Morgan realized his focus needed to change again.
“I really started targeting sellers,” Morgan said.
“It was easy to transition into working with sellers,” Morgan said. “I transitioned to working almost exclusively with sellers doing resales as the foreclosure market changed.”
With his experience in rehabbing foreclosed homes, Morgan was poised for his next step in the resale part of the business where he, in effect, helped sellers “flip” their own homes to maximize their profits from a sale.
As part of his program for sellers, Morgan loans them $10,000 for upgrades to help their home sell quicker and for a higher price.

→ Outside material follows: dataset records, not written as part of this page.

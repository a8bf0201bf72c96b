//! Project database access

use crate::db::models::Project;
use crate::{Error, Result};
use chrono::NaiveDate;
use sqlx::SqlitePool;
use uuid::Uuid;

/// Create a new project
///
/// Cloning the template catalog into the new project is a separate step
/// fired by the project-creation lifecycle hook, see
/// [`crate::db::tasks::clone_templates_for_project`].
pub async fn create_project(
    db: &SqlitePool,
    name: &str,
    location: Option<&str>,
    start_date: Option<NaiveDate>,
) -> Result<Project> {
    if name.trim().is_empty() {
        return Err(Error::validation("name", "project name must not be empty"));
    }

    let guid = Uuid::new_v4().to_string();
    sqlx::query(
        r#"
        INSERT INTO projects (guid, name, location, start_date)
        VALUES (?, ?, ?, ?)
        "#,
    )
    .bind(&guid)
    .bind(name)
    .bind(location)
    .bind(start_date)
    .execute(db)
    .await?;

    get_project(db, &guid).await
}

/// Fetch one project by guid
pub async fn get_project(db: &SqlitePool, guid: &str) -> Result<Project> {
    let row = sqlx::query_as::<_, (String, String, Option<String>, Option<NaiveDate>)>(
        "SELECT guid, name, location, start_date FROM projects WHERE guid = ?",
    )
    .bind(guid)
    .fetch_optional(db)
    .await?
    .ok_or_else(|| Error::NotFound(format!("project {}", guid)))?;

    Ok(Project {
        guid: row.0,
        name: row.1,
        location: row.2,
        start_date: row.3,
    })
}

/// All projects, oldest first
pub async fn list_projects(db: &SqlitePool) -> Result<Vec<Project>> {
    let rows = sqlx::query_as::<_, (String, String, Option<String>, Option<NaiveDate>)>(
        "SELECT guid, name, location, start_date FROM projects ORDER BY created_at, guid",
    )
    .fetch_all(db)
    .await?;

    Ok(rows
        .into_iter()
        .map(|row| Project {
            guid: row.0,
            name: row.1,
            location: row.2,
            start_date: row.3,
        })
        .collect())
}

“I worked with investors for such a long time, flipping homes,” Morgan said. “I was able to learn what is effective when you’re selling a home if you’re going to remodel, what type of color palette or what type of appliance or what type of flooring, countertops, etc. are attractive to buyers.”
Sometimes a homeowner sells a house to an investor, who comes in and makes a few improvements and “flips” it for a quick profit.
Morgan’s thought was to bypass the investor and allow the homeowner to profit directly.
“You’re flipping your own home,” Morgan explained. “You’re going to do exactly what a flipper would do if they bought your home and were trying to make quick money on it.
“You can get top dollar, it’s not going to cost you anything out of pocket and you can just pay me back when it sells.”
Recovery becomes clear
One of the hallmarks of the Great Recession was that lots and almost brand-new homes were simply abandoned.
For many years, there was very little construction as the city used up the inventory that was on hand.
“It took about 15 years for it to fully rebound to where the prices were when I moved down here,” Morgan said. “I never had any doubts it would come back. But for me, the moment that demonstrated things were getting better was when building started again.”
For Morgan, as a resident of Maricopa and a Realtor, it’s been quite a ride that started with a chance visit to Maricopa back in 2006.
“I’ve been very blessed with a lot of success, and you know, wouldn’t see myself doing anything else,” Morgan said.
This story was first published in the September edition of InMaricopa magazine.
Editor’s note: This story was corrected to reflect that Morgan sold 500 total houses in a five-year period, instead of annually for that same period.